A "For Rent" sign in front of a house in Chicago.(Photo: Scott Olson, Getty Images)
Apartment rents will go up again next year for the fourth consecutive
year as the economy improves - good news for landlords but tough on
renters.
Rents for apartments - which make up about half of all
rental housing - will jump 4.6% nationally next year after a 4.1%
increase this year, the National Association of Realtors predicted
Monday in its commercial forecast.
Rents will keep rising, more than 4% a year for 2014 and 2015, says market researcher Reis.
"The pendulum has definitely swung back in favor of landlords, not renters," says Ryan Severino, Reis senior economist.
The stronger economy and lack of new supply continue to drive apartment rents higher.
The
number of apartments under construction at the end of September stood
at 194,000 units across the nation's 100 largest metro areas, says MPF
Research.
That's more than double the level of construction in
late 2010 - when it hit a low point - but it's still low by historical
standards, says MPF Vice President Greg Willett.
At the same time, household formation is up 1.1% over last year's levels and will grow slightly faster next year, Severino says.
With a stronger economy, "more people move out of Mom and Dad's basement," he adds.
Apartment rent growth is slowing in some markets, MPF data show.
Through
September, San Jose and San Francisco ranked as the country's rent
growth leaders, MPF says. Effective prices for new leases were up 8% for
the year in San Jose and 7.5% for San Francisco. That bested the 3.3%
rise nationally and a more historical growth rate of 2.5% a year,
Willett says.
But rents in San Jose and San Francisco had been growing at a 13% to 15% annual clip as of late last year, MPF says.
MPF expects national apartment rents to rise about 3% this year, down from 4.8% last year.
Willett
says the stronger economy has emboldened renters to move more often.
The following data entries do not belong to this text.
#[test]
fn test_departed_staff_revenue_is_never_dropped() {
    let now = ReportFixtures::fixed_now();
    let roster = ReportFixtures::roster();
    let catalog = ReportFixtures::catalog();
    let wax = ReportFixtures::service(&catalog, "Detailing - Wax & Polish");
    let basic = ReportFixtures::service(&catalog, "Basic Wash");

    let records = vec![
        ReportFixtures::paid_record(
            "Dedi",
            "Suzuki Ertiga",
            vec![wax],
            "ghost99xyz",
            ReportFixtures::days_ago(1),
        ),
        ReportFixtures::paid_record(
            "Eka",
            "Mazda 3",
            vec![basic],
            "owner01",
            ReportFixtures::days_ago(2),
        ),
    ];

    let report =
        ReportService::new().generate_at(&records, ReportPeriod::Weekly, &roster, &catalog, now);

    // Unknown ID gets a placeholder built from its first six characters
    let ghost = report
        .staff_performance
        .iter()
        .find(|s| s.staff_id == "ghost99xyz")
        .expect("ghost entry synthesized");
    assert_eq!(ghost.staff_name, "Unknown/Deleted Staff (ID: ghost9)");
    assert_eq!(ghost.washes_count, 1);
    assert_eq!(ghost.total_revenue, dec!(75));

    // Owner-attributed washes resolve to the owner's real name
    let owner = report
        .staff_performance
        .iter()
        .find(|s| s.staff_id == "owner01")
        .expect("owner entry synthesized");
    assert_eq!(owner.staff_name, "Main Owner");
    assert_eq!(owner.washes_count, 1);

    let attributed: Decimal = report
        .staff_performance
        .iter()
        .map(|s| s.total_revenue)
        .sum();
    assert_eq!(attributed, report.total_revenue);
}

#[test]
fn test_revenue_over_time_buckets_by_local_day() {
    let now = ReportFixtures::fixed_now();
    let roster = ReportFixtures::roster();
    let catalog = ReportFixtures::catalog();
    let basic = ReportFixtures::service(&catalog, "Basic Wash");
    let premium = ReportFixtures::service(&catalog, "Premium Wash");
    let tire = ReportFixtures::service(&catalog, "Tire Shine");

    // 2025-03-14 17:00 UTC is already 2025-03-15 01:00 in the +08:00 zone
    let crossing_midnight = Utc.with_ymd_and_hms(2025, 3, 14, 17, 0, 0).unwrap();

    let records = vec![
        ReportFixtures::paid_record(
            "Alice",
            "Toyota Corolla",
            vec![basic],
            "staff01",
            crossing_midnight,
        ),
        ReportFixtures::paid_record(
            "Bob",
            "Honda Civic",
            vec![premium],
            "staff02",
            ReportFixtures::days_ago(3),
        ),
        ReportFixtures::paid_record(
            "Carol",
            "BMW X5",
            vec![tire],
            "staff01",
            ReportFixtures::days_ago(3) - Duration::hours(1),
        ),
    ];

    let report =
        ReportService::new().generate_at(&records, ReportPeriod::Weekly, &roster, &catalog, now);

    assert_eq!(report.revenue_over_time.len(), 2);
    assert_eq!(report.revenue_over_time[0].date.to_string(), "2025-03-12");
    assert_eq!(report.revenue_over_time[0].revenue, dec!(50));
    assert_eq!(report.revenue_over_time[1].date.to_string(), "2025-03-15");
    assert_eq!(report.revenue_over_time[1].revenue, dec!(20));
}

#[test]
fn test_live_catalog_prices_never_affect_report() {
    let now = ReportFixtures::fixed_now();
    let roster = ReportFixtures::roster();
    let mut catalog = ReportFixtures::catalog();
    let basic = ReportFixtures::service(&catalog, "Basic Wash");

    let records = vec![ReportFixtures::paid_record(
        "Alice",
        "Toyota Corolla",
        vec![basic],
        "staff01",
        ReportFixtures::hours_ago(1),
    )];

    // Reprice the whole live catalog after the wash was recorded
    for service in &mut catalog {
        service.price = dec!(999);
    }

    let report =
        ReportService::new().generate_at(&records, ReportPeriod::Weekly, &roster, &catalog, now);

    assert_eq!(report.total_revenue, dec!(20));
    assert_eq!(report.service_usage[0].revenue, dec!(20));
}

#[test]
fn test_empty_inputs_yield_zeroed_report() {
    let now = ReportFixtures::fixed_now();
    let roster = ReportFixtures::roster();
    let catalog = ReportFixtures::catalog();

    let report =
        ReportService::new().generate_at(&[], ReportPeriod::Monthly, &roster, &catalog, now);

    assert!(report.is_empty());
    assert_eq!(report.total_revenue, Decimal::ZERO);
    assert_eq!(report.total_washes, 0);
    assert!(report.service_usage.is_empty());
    assert!(report.revenue_over_time.is_empty());

    // Roster staff still appear, zeroed, so exports can list the whole team
    assert_eq!(report.staff_performance.len(), 2);
    assert!(report
        .staff_performance
        .iter()
        .all(|s| s.washes_count == 0 && s.total_revenue == Decimal::ZERO));
}

#[test]
fn test_empty_roster_and_catalog_are_tolerated() {
    let now = ReportFixtures::fixed_now();
    let records = vec![ReportFixtures::paid_record(
        "Alice",
        "Toyota Corolla",
        vec![synthetic_service("S900", "Orphan Wash", dec!(30))],
        "staff01",
        ReportFixtures::hours_ago(4),
    )];

    let report = ReportService::new().generate_at(&records, ReportPeriod::Weekly, &[], &[], now);

    assert_eq!(report.total_washes, 1);
    assert_eq!(report.staff_performance.len(), 1);
    assert!(report.staff_performance[0]
        .staff_name
        .starts_with("Unknown/Deleted Staff"));
}

#[test]
fn test_window_bounds_are_inclusive() {
    let now = ReportFixtures::fixed_now();
    let roster = ReportFixtures::roster();
    let catalog = ReportFixtures::catalog();
    let basic = ReportFixtures::service(&catalog, "Basic Wash");

    let (start, end) = ReportService::resolve_window(ReportPeriod::Weekly, now);
    let at_start = start.with_timezone(&Utc);
    let at_end = end.with_timezone(&Utc);

    let records = vec![
        ReportFixtures::paid_record(
            "Edge Start",
            "Toyota Corolla",
            vec![basic.clone()],
            "staff01",
            at_start,
        ),
        ReportFixtures::paid_record(
            "Edge End",
            "Honda Civic",
            vec![basic.clone()],
            "staff02",
            at_end,
        ),
        ReportFixtures::paid_record(
            "Too Early",
            "BMW X5",
            vec![basic],
            "staff01",
            at_start - Duration::milliseconds(1),
        ),
    ];

    let report =
        ReportService::new().generate_at(&records, ReportPeriod::Weekly, &roster, &catalog, now);

    assert_eq!(report.total_washes, 2);
    assert!(report
        .filtered_records
        .iter()
        .all(|r| r.customer_name != "Too Early"));
}

#[test]
fn test_rankings_break_ties_in_stable_order() {
    let now = ReportFixtures::fixed_now();
    let roster = ReportFixtures::roster();
    let catalog = ReportFixtures::catalog();
    let wax = ReportFixtures::service(&catalog, "Detailing - Wax & Polish");

    let records = vec![
        ReportFixtures::paid_record(
            "Alice",
            "Toyota Corolla",
            vec![wax.clone()],
            "staff01",
            ReportFixtures::days_ago(2),
        ),
        ReportFixtures::paid_record(
            "Bob",
            "Honda Civic",
            vec![synthetic_service("S101", "Spot Wash", dec!(75))],
            "staff02",
            ReportFixtures::days_ago(1),
        ),
    ];

    let report =
        ReportService::new().generate_at(&records, ReportPeriod::Weekly, &roster, &catalog, now);

    // Equal counts keep encounter order; equal revenue keeps roster order
    let usage_names: Vec<&str> = report.service_usage.iter().map(|u| u.name.as_str()).collect();
    assert_eq!(usage_names, vec!["Detailing - Wax & Polish", "Spot Wash"]);

    assert_eq!(report.staff_performance[0].staff_id, "staff01");
    assert_eq!(report.staff_performance[1].staff_id, "staff02");
    assert_eq!(
        report.staff_performance[0].total_revenue,
        report.staff_performance[1].total_revenue
    );
}

#[test]
fn test_generation_is_deterministic_for_fixed_now() {
    let now = ReportFixtures::fixed_now();
    let roster = ReportFixtures::roster();
    let catalog = ReportFixtures::catalog();
    let basic = ReportFixtures::service(&catalog, "Basic Wash");
    let gold = ReportFixtures::service(&catalog, "Gold Package");

    let records = vec![
        ReportFixtures::paid_record(
            "Alice",
            "Toyota Corolla",
            vec![basic],
            "staff01",
            ReportFixtures::days_ago(4),
        ),
        ReportFixtures::paid_record(
            "Bob",
            "Honda Civic",
            vec![gold],
            "staff02",
            ReportFixtures::hours_ago(5),
        ),
    ];

    let service = ReportService::new();
    let first = service.generate_at(&records, ReportPeriod::Monthly, &roster, &catalog, now);
    let second = service.generate_at(&records, ReportPeriod::Monthly, &roster, &catalog, now);

    assert_eq!(
        serde_json::to_value(&first).expect("Serializable report"),
        serde_json::to_value(&second).expect("Serializable report")
    );
}

proptest! {
    #![proptest_config(ProptestConfig::with_cases(64))]

    #[test]
    fn test_revenue_is_conserved_across_breakdowns(
        specs in prop::collection::vec(
            (0usize..3usize, 1u64..100_000u64, 0i64..40i64, 0usize..2usize),
            0..40
        )
    ) {
        let now = ReportFixtures::fixed_now();
        let roster = ReportFixtures::roster();
        let catalog = ReportFixtures::catalog();
        let staff_ids = ["staff01", "staff02"];
        let statuses = [
            PaymentStatus::Paid,
            PaymentStatus::Pending,
            PaymentStatus::Cancelled,
        ];

        let mut expected_total = Decimal::ZERO;
        let mut expected_washes = 0u64;
        let records: Vec<BillingRecord> = specs
            .iter()
            .enumerate()
            .map(|(i, &(status_idx, cents, days_back, staff_idx))| {
                let amount = Decimal::new(cents as i64, 2);
                if statuses[status_idx] == PaymentStatus::Paid && days_back <= 30 {
                    expected_total += amount;
                    expected_washes += 1;
                }
                ReportFixtures::record_with_status(
                    &format!("Customer {}", i),
                    "Test Car",
                    vec![synthetic_service(
                        &format!("SVC{:02}", i % 5),
                        &format!("Synthetic Service {}", i % 5),
                        amount,
                    )],
                    staff_ids[staff_idx],
                    statuses[status_idx],
                    ReportFixtures::days_ago(days_back),
                )
            })
            .collect();

        let report = ReportService::new().generate_at(
            &records,
            ReportPeriod::Monthly,
            &roster,
            &catalog,
            now,
        );

        prop_assert_eq!(report.total_revenue, expected_total);
        prop_assert_eq!(report.total_washes, expected_washes);

        // Every cent lands in exactly one staff entry and one usage entry
        let attributed: Decimal = report
            .staff_performance
            .iter()
            .map(|s| s.total_revenue)
            .sum();
        prop_assert_eq!(attributed, expected_total);

        let usage_revenue: Decimal = report.service_usage.iter().map(|u| u.revenue).sum();
        prop_assert_eq!(usage_revenue, expected_total);

        let daily_revenue: Decimal = report.revenue_over_time.iter().map(|p| p.revenue).sum();
        prop_assert_eq!(daily_revenue, expected_total);
    }
}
That affects how aggressive landlords can get with rent increases.
More
apartment renters are also shifting to homeownership, Willett says.
Single-family home prices are up this year, but still about 30% below
their 2006 peak, and interest rates are at or near historical lows. That
makes homeownership more affordable for more people.
Other large
metros showing annual apartment rent increases in excess of 5% as of the
end of September included Oakland, New York, Denver, Houston,
Nashville and Columbus, Ohio, MPF says.
Despite the rising rents
of recent years, rents nationally are up only 5.3% from where they were
in October 2008, says market researcher Axiometrics. That's due, in
part, to rent declines in 2008 and 2009.
The multi-family sector
is the strongest part of a slowly improving commercial real estate
market, the National Association of Realtors says.
NAR's forecast calls for industrial, office and retail rents to rise 1.4% to 2.8% in 2013 and 2014.
The
demand for commercial space will gradually rise with an economy
expected to grow 2.5% next year, modest job growth and no fallout from
the tax increase and spending cut challenges facing congressional
lawmakers, says Lawrence Yun, NAR chief economist.